Collected data entries —
▶

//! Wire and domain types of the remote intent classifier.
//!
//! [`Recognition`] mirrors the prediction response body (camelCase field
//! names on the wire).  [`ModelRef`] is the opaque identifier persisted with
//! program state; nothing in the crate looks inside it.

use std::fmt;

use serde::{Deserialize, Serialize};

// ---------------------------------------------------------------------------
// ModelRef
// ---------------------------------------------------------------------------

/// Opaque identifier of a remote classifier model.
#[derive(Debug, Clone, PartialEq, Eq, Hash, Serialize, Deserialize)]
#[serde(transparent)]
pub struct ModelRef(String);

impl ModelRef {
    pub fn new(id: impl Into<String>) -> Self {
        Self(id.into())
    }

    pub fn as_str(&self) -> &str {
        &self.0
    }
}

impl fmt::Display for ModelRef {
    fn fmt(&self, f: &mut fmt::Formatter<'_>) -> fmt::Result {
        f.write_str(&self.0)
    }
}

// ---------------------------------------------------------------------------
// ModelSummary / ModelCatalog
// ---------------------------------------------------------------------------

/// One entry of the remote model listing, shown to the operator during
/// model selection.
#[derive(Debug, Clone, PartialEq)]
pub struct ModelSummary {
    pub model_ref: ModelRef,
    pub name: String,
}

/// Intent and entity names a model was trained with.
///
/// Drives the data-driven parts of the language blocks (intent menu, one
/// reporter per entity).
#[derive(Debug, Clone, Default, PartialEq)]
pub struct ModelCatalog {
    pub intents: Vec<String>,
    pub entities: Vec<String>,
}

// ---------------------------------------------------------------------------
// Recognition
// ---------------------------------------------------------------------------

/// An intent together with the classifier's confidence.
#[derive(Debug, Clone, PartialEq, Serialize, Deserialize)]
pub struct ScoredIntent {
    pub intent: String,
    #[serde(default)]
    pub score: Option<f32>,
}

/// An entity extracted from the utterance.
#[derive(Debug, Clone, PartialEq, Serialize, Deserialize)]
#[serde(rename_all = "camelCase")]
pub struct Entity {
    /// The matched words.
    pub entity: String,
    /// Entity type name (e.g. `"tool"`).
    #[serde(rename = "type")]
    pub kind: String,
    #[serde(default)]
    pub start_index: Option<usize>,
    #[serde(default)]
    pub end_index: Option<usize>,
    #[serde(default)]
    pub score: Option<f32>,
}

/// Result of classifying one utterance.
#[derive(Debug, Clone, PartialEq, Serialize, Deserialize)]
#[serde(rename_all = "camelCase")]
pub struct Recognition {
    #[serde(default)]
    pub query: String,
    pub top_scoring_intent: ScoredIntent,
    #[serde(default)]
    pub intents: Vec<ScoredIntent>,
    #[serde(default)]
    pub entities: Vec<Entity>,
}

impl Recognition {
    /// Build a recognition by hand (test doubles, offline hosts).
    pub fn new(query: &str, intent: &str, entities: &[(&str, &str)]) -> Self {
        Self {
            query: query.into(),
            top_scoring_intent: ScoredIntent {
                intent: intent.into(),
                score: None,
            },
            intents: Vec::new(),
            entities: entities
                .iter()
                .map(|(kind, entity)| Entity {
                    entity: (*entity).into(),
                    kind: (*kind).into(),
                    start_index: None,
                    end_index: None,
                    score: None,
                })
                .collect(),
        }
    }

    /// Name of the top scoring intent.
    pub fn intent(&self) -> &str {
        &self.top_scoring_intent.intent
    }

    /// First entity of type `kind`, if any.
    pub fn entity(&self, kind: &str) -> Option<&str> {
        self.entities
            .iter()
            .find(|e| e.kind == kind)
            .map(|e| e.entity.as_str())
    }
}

◀
▶

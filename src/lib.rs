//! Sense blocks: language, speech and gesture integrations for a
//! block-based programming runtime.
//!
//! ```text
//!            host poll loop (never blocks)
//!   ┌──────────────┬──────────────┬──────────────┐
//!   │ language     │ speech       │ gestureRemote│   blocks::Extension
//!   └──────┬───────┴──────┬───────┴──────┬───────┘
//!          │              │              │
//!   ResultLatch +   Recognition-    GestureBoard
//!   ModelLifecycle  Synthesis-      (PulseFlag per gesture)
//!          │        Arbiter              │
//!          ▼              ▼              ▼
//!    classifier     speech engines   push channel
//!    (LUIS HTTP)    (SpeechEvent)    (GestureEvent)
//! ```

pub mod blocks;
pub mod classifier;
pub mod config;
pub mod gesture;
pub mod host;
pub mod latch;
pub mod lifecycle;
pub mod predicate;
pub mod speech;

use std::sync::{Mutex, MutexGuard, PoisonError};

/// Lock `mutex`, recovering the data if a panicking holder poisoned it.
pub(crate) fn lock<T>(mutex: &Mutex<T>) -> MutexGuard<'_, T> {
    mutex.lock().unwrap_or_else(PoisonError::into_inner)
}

◀
▶

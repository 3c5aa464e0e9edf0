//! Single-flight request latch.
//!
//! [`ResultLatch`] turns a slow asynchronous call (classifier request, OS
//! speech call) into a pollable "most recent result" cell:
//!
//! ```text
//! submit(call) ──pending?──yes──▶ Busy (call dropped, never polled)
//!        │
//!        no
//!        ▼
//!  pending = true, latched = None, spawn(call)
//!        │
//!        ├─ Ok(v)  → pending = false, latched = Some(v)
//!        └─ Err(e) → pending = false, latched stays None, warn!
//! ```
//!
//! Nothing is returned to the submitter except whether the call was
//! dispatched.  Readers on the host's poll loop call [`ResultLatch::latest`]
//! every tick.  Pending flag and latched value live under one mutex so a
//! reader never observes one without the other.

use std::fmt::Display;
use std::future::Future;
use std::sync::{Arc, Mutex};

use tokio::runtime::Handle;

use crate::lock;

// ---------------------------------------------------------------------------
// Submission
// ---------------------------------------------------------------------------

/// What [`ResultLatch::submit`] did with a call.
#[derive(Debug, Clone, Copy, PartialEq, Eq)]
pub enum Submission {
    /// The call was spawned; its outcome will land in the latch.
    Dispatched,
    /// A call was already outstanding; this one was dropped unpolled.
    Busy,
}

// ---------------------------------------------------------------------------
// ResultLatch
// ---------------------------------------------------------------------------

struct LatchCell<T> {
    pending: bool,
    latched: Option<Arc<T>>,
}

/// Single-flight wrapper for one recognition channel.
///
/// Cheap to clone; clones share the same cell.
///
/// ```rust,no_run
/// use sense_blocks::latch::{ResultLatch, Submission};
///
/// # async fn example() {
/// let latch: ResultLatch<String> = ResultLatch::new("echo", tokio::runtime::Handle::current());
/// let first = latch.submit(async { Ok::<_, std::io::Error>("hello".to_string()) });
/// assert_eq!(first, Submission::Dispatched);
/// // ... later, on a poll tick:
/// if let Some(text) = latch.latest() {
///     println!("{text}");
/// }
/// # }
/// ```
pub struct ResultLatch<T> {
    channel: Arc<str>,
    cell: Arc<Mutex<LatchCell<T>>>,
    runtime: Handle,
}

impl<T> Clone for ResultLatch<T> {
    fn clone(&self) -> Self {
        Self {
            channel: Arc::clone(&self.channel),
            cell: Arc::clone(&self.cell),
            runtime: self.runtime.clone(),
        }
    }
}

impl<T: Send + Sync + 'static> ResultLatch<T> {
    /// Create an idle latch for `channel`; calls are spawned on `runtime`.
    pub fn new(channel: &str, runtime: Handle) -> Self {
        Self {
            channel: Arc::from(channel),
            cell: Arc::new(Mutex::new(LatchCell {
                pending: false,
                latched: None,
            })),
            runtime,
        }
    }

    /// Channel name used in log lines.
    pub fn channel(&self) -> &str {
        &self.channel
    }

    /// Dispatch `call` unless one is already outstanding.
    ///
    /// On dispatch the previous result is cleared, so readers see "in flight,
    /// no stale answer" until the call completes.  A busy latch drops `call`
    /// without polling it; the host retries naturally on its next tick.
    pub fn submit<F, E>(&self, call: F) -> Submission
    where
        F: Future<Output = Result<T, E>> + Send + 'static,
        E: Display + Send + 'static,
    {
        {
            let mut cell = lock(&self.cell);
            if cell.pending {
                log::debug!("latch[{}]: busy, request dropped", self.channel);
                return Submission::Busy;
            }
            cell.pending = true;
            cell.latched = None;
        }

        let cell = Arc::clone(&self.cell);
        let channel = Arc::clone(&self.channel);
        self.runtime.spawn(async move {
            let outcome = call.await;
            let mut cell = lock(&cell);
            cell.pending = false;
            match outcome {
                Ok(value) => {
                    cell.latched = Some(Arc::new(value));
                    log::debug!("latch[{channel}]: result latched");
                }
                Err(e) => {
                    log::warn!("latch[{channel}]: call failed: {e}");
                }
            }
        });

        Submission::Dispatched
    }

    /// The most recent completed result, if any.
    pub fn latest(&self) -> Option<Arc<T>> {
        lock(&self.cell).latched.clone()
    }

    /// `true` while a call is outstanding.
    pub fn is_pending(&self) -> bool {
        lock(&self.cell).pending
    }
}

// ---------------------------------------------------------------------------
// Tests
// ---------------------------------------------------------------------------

◀

Exercise —
Return every line of the records in which the word "ResultLatch" is found.

Written response —
//!   ResultLatch +   Recognition-    GestureBoard
//! [`ResultLatch`] turns a slow asynchronous call (classifier request, OS
//! dispatched.  Readers on the host's poll loop call [`ResultLatch::latest`]
/// What [`ResultLatch::submit`] did with a call.
// ResultLatch
/// use sense_blocks::latch::{ResultLatch, Submission};
/// let latch: ResultLatch<String> = ResultLatch::new("echo", tokio::runtime::Handle::current());
pub struct ResultLatch<T> {
impl<T> Clone for ResultLatch<T> {
impl<T: Send + Sync + 'static> ResultLatch<T> {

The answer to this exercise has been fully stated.